§ **Exercise details**
Produce word for word the lines of the data below running from the one that has "use time::macros::format_description;" to the one that has "Option::<String>::deserialize(deserializer)?", inclusive, and no others.

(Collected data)
= Beginning of Section =

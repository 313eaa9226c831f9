use derive_more::{Display, From, FromStr, Into};
use serde::{Deserialize, Serialize};
use time::OffsetDateTime;

use crate::error::{Error, Field};
use crate::fayda_id::{self, LENGTH_MESSAGE};

/// Validated Fayda ID (12 ASCII digits).
///
/// Guaranteed valid by construction: holding a `FaydaId` proves the format is correct.
/// Use `"123456789012".parse::<FaydaId>()` for strict parsing or
/// [`FaydaId::from_input`] for operator-typed values.
#[derive(Debug, Clone, PartialEq, Eq, Hash, Serialize, Deserialize)]
#[serde(try_from = "String", into = "String")]
pub struct FaydaId(String);

impl FaydaId {
    /// Parses what the operator typed: non-digits are dropped first.
    ///
    /// # Errors
    ///
    /// Returns [`Error::Validation`] on the `fayda_id` field if fewer or more than
    /// 12 digits remain.
    pub fn from_input(raw: &str) -> Result<Self, Error> {
        fayda_id::strip_non_digits(raw).try_into()
    }

    #[must_use]
    pub fn as_str(&self) -> &str {
        &self.0
    }

    /// Log-safe rendering (last four digits only).
    #[must_use]
    pub fn masked(&self) -> String {
        fayda_id::mask(&self.0)
    }
}

impl std::fmt::Display for FaydaId {
    fn fmt(&self, f: &mut std::fmt::Formatter<'_>) -> std::fmt::Result {
        f.write_str(&self.0)
    }
}

impl std::str::FromStr for FaydaId {
    type Err = Error;

    fn from_str(s: &str) -> Result<Self, Self::Err> {
        Self::try_from(s.to_owned())
    }
}

impl TryFrom<String> for FaydaId {
    type Error = Error;

    fn try_from(s: String) -> Result<Self, Self::Error> {
        if fayda_id::is_valid_fayda_id(&s) {
            Ok(Self(s))
        } else {
            Err(Error::field(Field::FaydaId, LENGTH_MESSAGE))
        }
    }
}

impl From<FaydaId> for String {
    fn from(id: FaydaId) -> Self {
        id.0
    }
}

/// Backend host identifier.
#[derive(
    Debug, Clone, Copy, PartialEq, Eq, Hash, Serialize, Deserialize, Display, FromStr, From, Into,
)]
#[serde(transparent)]
pub struct HostId(pub i64);

/// Backend visit record identifier.
#[derive(
    Debug, Clone, Copy, PartialEq, Eq, Hash, Serialize, Deserialize, Display, FromStr, From, Into,
)]
#[serde(transparent)]
pub struct VisitId(pub i64);

/// Identity returned by the backend after a successful OIDC code exchange.
///
/// Only [`IdentityVerification::resume_from_callback`](crate::verification::IdentityVerification::resume_from_callback)
/// produces one in the workflows; it is never edited afterwards.
#[derive(Debug, Clone, PartialEq, Eq, Serialize, Deserialize)]
#[non_exhaustive]
pub struct VisitorIdentity {
    /// Identifier reported by the identity provider. Kept as a string: the provider
    /// may answer with a FAN/FIN rather than the 12-digit number that was entered.
    pub fayda_id: String,
    pub name: String,
    #[serde(default, rename = "picture", alias = "picture_url")]
    pub picture_url: Option<String>,
    #[serde(default, with = "birthdate")]
    pub birthdate: Option<time::Date>,
    #[serde(default)]
    pub gender: Option<String>,
}

impl VisitorIdentity {
    #[must_use]
    pub fn new(fayda_id: impl Into<String>, name: impl Into<String>) -> Self {
        Self {
            fayda_id: fayda_id.into(),
            name: name.into(),
            picture_url: None,
            birthdate: None,
            gender: None,
        }
    }

    #[must_use]
    pub fn with_picture_url(mut self, url: impl Into<String>) -> Self {
        self.picture_url = Some(url.into());
        self
    }

    #[must_use]
    pub fn with_birthdate(mut self, date: time::Date) -> Self {
        self.birthdate = Some(date);
        self
    }

    #[must_use]
    pub fn with_gender(mut self, gender: impl Into<String>) -> Self {
        self.gender = Some(gender.into());
        self
    }

    /// "DOB: 1990-01-31 | Gender: Female", omitting what is unknown.
    #[must_use]
    pub fn extra_details(&self) -> String {
        let mut parts = Vec::with_capacity(2);
        if let Some(date) = self.birthdate {
            parts.push(format!("DOB: {date}"));
        }
        if let Some(gender) = &self.gender {
            parts.push(format!("Gender: {gender}"));
        }
        parts.join(" | ")
    }
}

/// Person a visitor can come to see.
#[derive(Debug, Clone, PartialEq, Eq, Serialize, Deserialize)]
pub struct Host {
    pub id: HostId,
    pub name: String,
    #[serde(default)]
    pub department: String,
}

impl Host {
    /// Dropdown label: "Name - Department".
    #[must_use]
    pub fn label(&self) -> String {
        format!("{} - {}", self.name, self.department)
    }
}

#[derive(Debug, Clone, Default, PartialEq, Eq, Serialize, Deserialize)]
pub struct AdditionalInfo {
    #[serde(default, with = "birthdate")]
    pub birthdate: Option<time::Date>,
    #[serde(default)]
    pub gender: Option<String>,
}

/// Body of `POST checkin/`.
#[derive(Debug, Clone, PartialEq, Eq, Serialize)]
pub struct NewCheckin {
    pub fayda_id: String,
    pub name: String,
    pub photo_url: Option<String>,
    pub host_id: HostId,
    pub reason: String,
    pub additional_info: AdditionalInfo,
}

impl NewCheckin {
    #[must_use]
    pub fn new(identity: &VisitorIdentity, host_id: HostId, reason: impl Into<String>) -> Self {
        Self {
            fayda_id: identity.fayda_id.clone(),
            name: identity.name.clone(),
            photo_url: identity.picture_url.clone(),
            host_id,
            reason: reason.into(),
            additional_info: AdditionalInfo {
                birthdate: identity.birthdate,
                gender: identity.gender.clone(),
            },
        }
    }
}

/// Backend answer to a successful check-in.
#[derive(Debug, Clone, PartialEq, Eq, Serialize, Deserialize)]
pub struct CheckinReceipt {
    pub id: VisitId,
    #[serde(default, with = "time::serde::rfc3339::option")]
    pub checkin_time: Option<OffsetDateTime>,
}

/// A visit as stored by the backend. The workflows only read it.
#[derive(Debug, Clone, PartialEq, Eq, Serialize, Deserialize)]
#[non_exhaustive]
pub struct VisitRecord {
    pub id: VisitId,
    pub fayda_id: String,
    pub name: String,
    #[serde(default)]
    pub photo_url: Option<String>,
    #[serde(default)]
    pub host_id: Option<HostId>,
    #[serde(default)]
    pub host_name: Option<String>,
    #[serde(default)]
    pub reason: String,
    #[serde(default)]
    pub additional_info: Option<AdditionalInfo>,
    #[serde(with = "time::serde::rfc3339")]
    pub checkin_time: OffsetDateTime,
    #[serde(default, with = "time::serde::rfc3339::option")]
    pub checkout_time: Option<OffsetDateTime>,
}

impl VisitRecord {
    /// A visit with a check-in time and no check-out time.
    #[must_use]
    pub fn is_active(&self) -> bool {
        self.checkout_time.is_none()
    }
}

/// Backend answer to a successful checkout.
#[derive(Debug, Clone, PartialEq, Eq, Serialize, Deserialize)]
pub struct CheckoutReceipt {
    pub id: VisitId,
    #[serde(with = "time::serde::rfc3339")]
    pub checkout_time: OffsetDateTime,
}

/// Dates as sent by the identity provider: `YYYY-MM-DD`, `YYYY/MM/DD`, or a full
/// timestamp whose date part is one of those.
pub(crate) mod birthdate {
    use serde::{Deserialize, Deserializer, Serializer, de, ser};
    use time::Date;
    use time::format_description::BorrowedFormatItem;
    use time::macros::format_description;

    const ISO: &[BorrowedFormatItem<'static>] = format_description!("[year]-[month]-[day]");
    const SLASHED: &[BorrowedFormatItem<'static>] = format_description!("[year]/[month]/[day]");

    pub(crate) fn parse(raw: &str) -> Result<Date, time::error::Parse> {
        let raw = raw.trim();
        let head = raw.get(..10).unwrap_or(raw);
        Date::parse(head, ISO).or_else(|_| Date::parse(head, SLASHED))
    }

    pub fn serialize<S: Serializer>(date: &Option<Date>, serializer: S) -> Result<S::Ok, S::Error> {
        match date {
            Some(date) => {
                let formatted = date.format(ISO).map_err(ser::Error::custom)?;
                serializer.serialize_str(&formatted)
            }
            None => serializer.serialize_none(),
        }
    }

    pub fn deserialize<'de, D: Deserializer<'de>>(deserializer: D) -> Result<Option<Date>, D::Error> {
        Option::<String>::deserialize(deserializer)?
            .filter(|raw| !raw.trim().is_empty())
            .map(|raw| parse(&raw).map_err(de::Error::custom))
            .transpose()
    }
}
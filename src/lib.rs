#![doc = include_str!("../README.md")]

pub mod banner;
#[cfg(feature = "http")]
pub mod client;
pub mod config;
pub mod error;
pub mod fayda_id;
pub mod gateway;
#[cfg(feature = "kiosk")]
pub mod kiosk;
pub mod session;
pub mod types;
pub mod verification;
pub mod workflow;

// Re-exports for convenient access
pub use banner::{Banner, BannerKind};
#[cfg(feature = "http")]
pub use client::ApiClient;
pub use config::{BannerTimings, Config};
pub use error::{Error, Field, FieldError};
pub use fayda_id::{FAYDA_ID_LEN, is_valid_fayda_id, live_feedback, strip_non_digits};
pub use gateway::{ApiGateway, AuthorizationRedirect};
pub use session::{MemoryStorage, OidcSession, SessionStorage};
pub use types::{
    CheckinReceipt, CheckoutReceipt, FaydaId, Host, HostId, NewCheckin, VisitId, VisitRecord,
    VisitorIdentity,
};
pub use verification::{CallbackQuery, IdentityVerification, strip_callback_params};
pub use workflow::{
    CheckInController, CheckInState, CheckOutController, CheckOutState, WorkflowError,
    format_duration,
};
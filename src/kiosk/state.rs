use std::sync::Arc;

use axum::extract::FromRef;
use axum_extra::extract::PrivateCookieJar;
use axum_extra::extract::cookie::Key;

use super::config::KioskSettings;
use super::cookies;
use super::tabs::{Tab, Tabs};
use crate::config::Config;
use crate::gateway::ApiGateway;

/// Shared state for kiosk route handlers.
pub(super) struct KioskState<G> {
    pub(super) gateway: Arc<G>,
    pub(super) config: Arc<Config>,
    pub(super) tabs: Arc<Tabs<G>>,
    pub(super) settings: KioskSettings,
}

// Manual Clone: avoid derive adding a `G: Clone` bound.
impl<G> Clone for KioskState<G> {
    fn clone(&self) -> Self {
        Self {
            gateway: self.gateway.clone(),
            config: self.config.clone(),
            tabs: self.tabs.clone(),
            settings: self.settings.clone(),
        }
    }
}

// PrivateCookieJar requires Key to be extractable from state
impl<G: ApiGateway> FromRef<KioskState<G>> for Key {
    fn from_ref(state: &KioskState<G>) -> Self {
        state.settings.cookie_key.clone()
    }
}

impl<G: ApiGateway> KioskState<G> {
    /// The requesting tab, if its cookie names one still open. Never creates.
    pub(super) fn find_tab(&self, jar: &PrivateCookieJar) -> Option<Arc<Tab<G>>> {
        self.tabs
            .find(cookies::get_tab_id(jar, &self.settings.tab_cookie_name))
    }

    /// Resolve the requesting tab, opening one (and running its page-load work)
    /// when the cookie is missing or points at a forgotten tab.
    pub(super) async fn open_tab(&self, jar: PrivateCookieJar) -> (PrivateCookieJar, Arc<Tab<G>>) {
        let known = cookies::get_tab_id(&jar, &self.settings.tab_cookie_name);
        let (id, tab, created) = self.tabs.open(known, &self.gateway, &self.config);
        if !created {
            return (jar, tab);
        }

        let banners = tab.checkin.start().await;
        tab.checkin_flash.push_banners(banners);
        let cookie = cookies::tab_cookie(
            &self.settings.tab_cookie_name,
            id,
            self.settings.secure_cookies,
        );
        (jar.add(cookie), tab)
    }
}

= End of Section =

§ **Result for this task**
    use time::macros::format_description;

    const ISO: &[BorrowedFormatItem<'static>] = format_description!("[year]-[month]-[day]");
    const SLASHED: &[BorrowedFormatItem<'static>] = format_description!("[year]/[month]/[day]");

    pub(crate) fn parse(raw: &str) -> Result<Date, time::error::Parse> {
        let raw = raw.trim();
        let head = raw.get(..10).unwrap_or(raw);
        Date::parse(head, ISO).or_else(|_| Date::parse(head, SLASHED))
    }

    pub fn serialize<S: Serializer>(date: &Option<Date>, serializer: S) -> Result<S::Ok, S::Error> {
        match date {
            Some(date) => {
                let formatted = date.format(ISO).map_err(ser::Error::custom)?;
                serializer.serialize_str(&formatted)
            }
            None => serializer.serialize_none(),
        }
    }

    pub fn deserialize<'de, D: Deserializer<'de>>(deserializer: D) -> Result<Option<Date>, D::Error> {
        Option::<String>::deserialize(deserializer)?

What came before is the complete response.